WHAT IS BEING ASKED → Using the entries that follow, collect the lines where the word "place" appears.

(Dataset entries)
------------------------------------------------------------------------

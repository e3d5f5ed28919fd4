//! Serialized shape of a state file
//!
//! Documents are written with serde. Reading goes through [`RawObject`]: each
//! known member is claimed by name and the rest is kept as [`ExtraFields`], so
//! members this crate does not model are written back as they were read.

use std::collections::BTreeMap;

use serde::de::{DeserializeOwned, Error as _};
use serde::{Deserialize, Serialize};
use serde_json::value::RawValue;

use crate::addrs::{AbsResource, InstanceKey, ResourceMode};
use crate::states::{Attributes, EachMode, ExtraFields, InstanceObject, ObjectStatus};

/// A JSON object whose members stay raw until claimed.
#[derive(Deserialize)]
#[serde(transparent)]
pub(crate) struct RawObject(BTreeMap<String, Box<RawValue>>);

impl RawObject {
    pub fn parse(bytes: &[u8]) -> serde_json::Result<Self> {
        serde_json::from_slice(bytes)
    }

    /// Remove and decode member `name`. Absent and `null` members are `None`.
    fn take<T: DeserializeOwned>(&mut self, name: &str) -> serde_json::Result<Option<T>> {
        match self.0.remove(name) {
            None => Ok(None),
            Some(raw) => serde_json::from_str::<Option<T>>(raw.get())
                .map_err(|e| serde_json::Error::custom(format!("field `{name}`: {e}"))),
        }
    }

    fn take_or_default<T: DeserializeOwned + Default>(&mut self, name: &str) -> serde_json::Result<T> {
        Ok(self.take(name)?.unwrap_or_default())
    }

    fn require<T: DeserializeOwned>(&mut self, name: &str) -> serde_json::Result<T> {
        self.take(name)?
            .ok_or_else(|| serde_json::Error::custom(format!("missing field `{name}`")))
    }

    /// Every member not claimed so far.
    fn into_extra(self) -> ExtraFields {
        ExtraFields::from(self.0)
    }
}

#[derive(Debug, Serialize)]
pub(crate) struct StateDocument {
    pub version: u64,
    pub serial: u64,
    pub lineage: String,
    pub resources: Vec<ResourceDocument>,
    #[serde(flatten)]
    pub extra: ExtraFields,
}

impl StateDocument {
    pub fn from_raw(mut raw: RawObject) -> serde_json::Result<Self> {
        Ok(Self {
            version: raw.require("version")?,
            serial: raw.take_or_default("serial")?,
            lineage: raw.take_or_default("lineage")?,
            resources: raw
                .take_or_default::<Vec<RawObject>>("resources")?
                .into_iter()
                .map(ResourceDocument::from_raw)
                .collect::<serde_json::Result<_>>()?,
            extra: raw.into_extra(),
        })
    }
}

#[derive(Debug, Serialize)]
pub(crate) struct ResourceDocument {
    #[serde(skip_serializing_if = "String::is_empty")]
    pub module: String,
    pub mode: ResourceMode,
    #[serde(rename = "type")]
    pub type_name: String,
    pub name: String,
    #[serde(skip_serializing_if = "EachMode::is_no_each")]
    pub each: EachMode,
    pub provider: String,
    pub instances: Vec<InstanceDocument>,
    #[serde(flatten)]
    pub extra: ExtraFields,
}

impl ResourceDocument {
    fn from_raw(mut raw: RawObject) -> serde_json::Result<Self> {
        Ok(Self {
            module: raw.take_or_default("module")?,
            mode: raw.require("mode")?,
            type_name: raw.require("type")?,
            name: raw.require("name")?,
            each: raw.take_or_default("each")?,
            provider: raw.require("provider")?,
            instances: raw
                .take_or_default::<Vec<RawObject>>("instances")?
                .into_iter()
                .map(InstanceDocument::from_raw)
                .collect::<serde_json::Result<_>>()?,
            extra: raw.into_extra(),
        })
    }
}

/// `index_key` is a bare integer or string in the file.
#[derive(Debug, Clone, Serialize, Deserialize)]
#[serde(untagged)]
pub(crate) enum IndexKey {
    Int(i64),
    Str(String),
}

impl IndexKey {
    pub fn from_key(key: &InstanceKey) -> Option<Self> {
        match key {
            InstanceKey::NoKey => None,
            InstanceKey::Int(n) => Some(Self::Int(*n)),
            InstanceKey::Str(s) => Some(Self::Str(s.clone())),
        }
    }

    pub fn into_key(key: Option<Self>) -> InstanceKey {
        match key {
            None => InstanceKey::NoKey,
            Some(Self::Int(n)) => InstanceKey::Int(n),
            Some(Self::Str(s)) => InstanceKey::Str(s),
        }
    }
}

/// An instance with its current object's members inlined.
///
/// `extra` belongs to the current object.
#[derive(Debug, Serialize)]
pub(crate) struct InstanceDocument {
    #[serde(skip_serializing_if = "Option::is_none")]
    pub index_key: Option<IndexKey>,
    #[serde(skip_serializing_if = "ObjectStatus::is_ready")]
    pub status: ObjectStatus,
    pub schema_version: u64,
    #[serde(skip_serializing_if = "Option::is_none")]
    pub attributes: Option<Attributes>,
    #[serde(skip_serializing_if = "Vec::is_empty")]
    pub dependencies: Vec<AbsResource>,
    #[serde(skip_serializing_if = "BTreeMap::is_empty")]
    pub deposed: BTreeMap<String, ObjectDocument>,
    #[serde(flatten)]
    pub extra: ExtraFields,
}

impl InstanceDocument {
    fn from_raw(mut raw: RawObject) -> serde_json::Result<Self> {
        Ok(Self {
            index_key: raw.take("index_key")?,
            status: raw.take_or_default("status")?,
            schema_version: raw.take_or_default("schema_version")?,
            attributes: raw.take("attributes")?,
            dependencies: raw.take_or_default("dependencies")?,
            deposed: raw
                .take_or_default::<BTreeMap<String, RawObject>>("deposed")?
                .into_iter()
                .map(|(key, object)| Ok((key, ObjectDocument::from_raw(object)?)))
                .collect::<serde_json::Result<_>>()?,
            extra: raw.into_extra(),
        })
    }
}

#[derive(Debug, Serialize)]
pub(crate) struct ObjectDocument {
    #[serde(skip_serializing_if = "ObjectStatus::is_ready")]
    pub status: ObjectStatus,
    pub schema_version: u64,
    pub attributes: Attributes,
    #[serde(skip_serializing_if = "Vec::is_empty")]
    pub dependencies: Vec<AbsResource>,
    #[serde(flatten)]
    pub extra: ExtraFields,
}

impl ObjectDocument {
    fn from_raw(mut raw: RawObject) -> serde_json::Result<Self> {
        Ok(Self {
            status: raw.take_or_default("status")?,
            schema_version: raw.take_or_default("schema_version")?,
            attributes: raw.require("attributes")?,
            dependencies: raw.take_or_default("dependencies")?,
            extra: raw.into_extra(),
        })
    }
}

impl From<ObjectDocument> for InstanceObject {
    fn from(doc: ObjectDocument) -> Self {
        Self {
            attributes: doc.attributes,
            status: doc.status,
            schema_version: doc.schema_version,
            dependencies: doc.dependencies,
            extra: doc.extra,
        }
    }
}

impl From<&InstanceObject> for ObjectDocument {
    fn from(object: &InstanceObject) -> Self {
        Self {
            status: object.status,
            schema_version: object.schema_version,
            attributes: object.attributes.clone(),
            dependencies: object.dependencies.clone(),
            extra: object.extra.clone(),
        }
    }
}
//! Move sessions
//!
//! A session runs one move end to end: parse both addresses, load the
//! state(s), run the move engine in memory, back up every state about to be
//! rewritten, then commit. Nothing is written unless the engine succeeds.
//!
//! For a move across two files the destination is committed before the
//! source. If the source commit then fails, the moved objects exist in both
//! files rather than in neither.

use statekit_fs::NormalizedPath;
use statekit_fs::io::same_file;

use crate::addrs::{AbsResourceInstance, Target};
use crate::backend::{LocalBackend, StateBackend};
use crate::backup::{BackupPolicy, BackupRecord};
use crate::mv::{MoveReport, move_state};
use crate::states::{State, StateStore};
use crate::statefile;
use crate::{Error, PersistStage, Result};

/// A move between local state files
#[derive(Debug, Clone)]
pub struct MoveRequest {
    /// Source address text
    pub source: String,
    /// Destination address text
    pub destination: String,
    /// State file to move from
    pub state_path: NormalizedPath,
    /// State file to move into; `None` or the same file means an in-place move
    pub state_out: Option<NormalizedPath>,
    /// Backup policy for the source state
    pub backup: BackupPolicy,
    /// Backup policy for a distinct destination state
    pub backup_out: BackupPolicy,
}

impl MoveRequest {
    /// An in-place move in `state_path` with derived backups.
    pub fn new(
        source: impl Into<String>,
        destination: impl Into<String>,
        state_path: impl Into<NormalizedPath>,
    ) -> Self {
        Self {
            source: source.into(),
            destination: destination.into(),
            state_path: state_path.into(),
            state_out: None,
            backup: BackupPolicy::default(),
            backup_out: BackupPolicy::default(),
        }
    }

    pub fn with_state_out(mut self, state_out: impl Into<NormalizedPath>) -> Self {
        self.state_out = Some(state_out.into());
        self
    }

    pub fn with_backup(mut self, backup: BackupPolicy) -> Self {
        self.backup = backup;
        self
    }

    pub fn with_backup_out(mut self, backup_out: BackupPolicy) -> Self {
        self.backup_out = backup_out;
        self
    }
}

/// Result of a committed move
#[derive(Debug, Clone)]
pub struct MoveOutcome {
    pub report: MoveReport,
    /// Backups written, destination first for cross-file moves
    pub backups: Vec<BackupRecord>,
    pub source_path: NormalizedPath,
    pub dest_path: NormalizedPath,
}

/// Run a move between local state files.
pub fn run_move(request: &MoveRequest) -> Result<MoveOutcome> {
    let source = LocalBackend::new(request.state_path.clone()).with_backup(request.backup.clone());
    let dest = request
        .state_out
        .as_ref()
        .filter(|out| !same_file(out, &request.state_path))
        .map(|out| LocalBackend::new(out.clone()).with_backup(request.backup_out.clone()));

    run_move_with(
        &request.source,
        &request.destination,
        &source,
        dest.as_ref().map(|backend| backend as &dyn StateBackend),
    )
}

/// A state read from a backend, with what is needed to write it back.
struct Loaded<'a> {
    backend: &'a dyn StateBackend,
    /// Bytes read at load time; `None` for a state that did not exist
    raw: Option<Vec<u8>>,
    /// Fingerprint of the state as loaded
    baseline: Option<String>,
    store: StateStore,
}

impl<'a> Loaded<'a> {
    fn read(backend: &'a dyn StateBackend) -> Result<Option<Self>> {
        let Some(raw) = backend.read()? else {
            return Ok(None);
        };
        let state = statefile::decode(&backend.location().to_native(), &raw)?;
        let baseline = statefile::fingerprint(&state)?;
        tracing::debug!(path = %backend.location(), serial = state.serial, "loaded state");
        Ok(Some(Self {
            backend,
            raw: Some(raw),
            baseline: Some(baseline),
            store: StateStore::new(state),
        }))
    }

    fn read_or_new(backend: &'a dyn StateBackend) -> Result<Self> {
        match Self::read(backend)? {
            Some(loaded) => Ok(loaded),
            None => {
                tracing::debug!(path = %backend.location(), "starting a new state");
                Ok(Self {
                    backend,
                    raw: None,
                    baseline: None,
                    store: StateStore::new(State::new()),
                })
            }
        }
    }

    /// Bytes to commit, incrementing the serial if the content changed.
    fn finalize(&self) -> Result<Vec<u8>> {
        let mut state = self.store.lock()?;
        statefile::finalize(&mut state, self.baseline.as_deref())
    }
}

/// Run a move against arbitrary backends.
///
/// `dest` is `None` for an in-place move inside `source`.
pub fn run_move_with(
    from: &str,
    to: &str,
    source: &dyn StateBackend,
    dest: Option<&dyn StateBackend>,
) -> Result<MoveOutcome> {
    let from = Target::parse(from)?;
    let to = Target::parse(to)?;

    let source = Loaded::read(source)?.ok_or_else(|| Error::StateNotFound {
        path: source.location().to_native(),
    })?;
    let dest = dest.map(Loaded::read_or_new).transpose()?;

    let report = match &dest {
        Some(dest) => move_state(&from, &to, &source.store, &dest.store)?,
        None => move_state(&from, &to, &source.store, &source.store)?,
    };

    // Destination first so the moved data is never only in memory
    let mut touched: Vec<&Loaded<'_>> = Vec::with_capacity(2);
    if let Some(dest) = &dest {
        touched.push(dest);
    }
    touched.push(&source);

    let backups = write_backups(&touched)?;
    let mut pending = Vec::with_capacity(touched.len());
    for loaded in &touched {
        pending.push((loaded.backend, loaded.finalize()?));
    }
    commit_all(&pending, &backups)?;

    let source_path = source.backend.location().clone();
    let dest_path = dest
        .as_ref()
        .map_or_else(|| source_path.clone(), |dest| dest.backend.location().clone());
    tracing::info!(
        from = %from,
        to = %to,
        source = %source_path,
        dest = %dest_path,
        moved = report.moved(),
        "move committed"
    );
    Ok(MoveOutcome {
        report,
        backups,
        source_path,
        dest_path,
    })
}

fn write_backups(touched: &[&Loaded<'_>]) -> Result<Vec<BackupRecord>> {
    let mut backups = Vec::new();
    for loaded in touched {
        let Some(raw) = &loaded.raw else {
            continue;
        };
        match loaded.backend.write_backup(raw) {
            Ok(Some(record)) => backups.push(record),
            Ok(None) => {}
            Err(source) => {
                return Err(Error::PersistenceFailure {
                    stage: PersistStage::Backup,
                    path: loaded.backend.location().to_native(),
                    committed: Vec::new(),
                    backups: backups.iter().map(|b| b.path.to_native()).collect(),
                    source,
                });
            }
        }
    }
    Ok(backups)
}

fn commit_all(pending: &[(&dyn StateBackend, Vec<u8>)], backups: &[BackupRecord]) -> Result<()> {
    let mut committed = Vec::new();
    for (backend, bytes) in pending {
        if let Err(source) = backend.commit(bytes) {
            return Err(Error::PersistenceFailure {
                stage: PersistStage::Commit,
                path: backend.location().to_native(),
                committed,
                backups: backups.iter().map(|b| b.path.to_native()).collect(),
                source,
            });
        }
        committed.push(backend.location().to_native());
    }
    Ok(())
}

/// Every instance address in the state at `state_path`, in canonical order.
///
/// With a filter, only addresses under that module, resource or instance are
/// returned.
pub fn list_instances(
    state_path: &NormalizedPath,
    filter: Option<&Target>,
) -> Result<Vec<AbsResourceInstance>> {
    let backend = LocalBackend::new(state_path.clone());
    let raw = backend.read()?.ok_or_else(|| Error::StateNotFound {
        path: state_path.to_native(),
    })?;
    let state = statefile::decode(&state_path.to_native(), &raw)?;

    Ok(state
        .instances()
        .map(|(addr, _)| addr)
        .filter(|addr| match filter {
            None => true,
            Some(Target::Module(module)) => addr.module.has_prefix(module),
            Some(Target::Resource(resource)) => addr.containing_resource() == *resource,
            Some(Target::Instance(instance)) => addr == instance,
        })
        .collect())
}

------------------------------------------------------------------------

TASK RESPONSE →
    /// State file to move into; `None` or the same file means an in-place move
    /// An in-place move in `state_path` with derived backups.
/// `dest` is `None` for an in-place move inside `source`.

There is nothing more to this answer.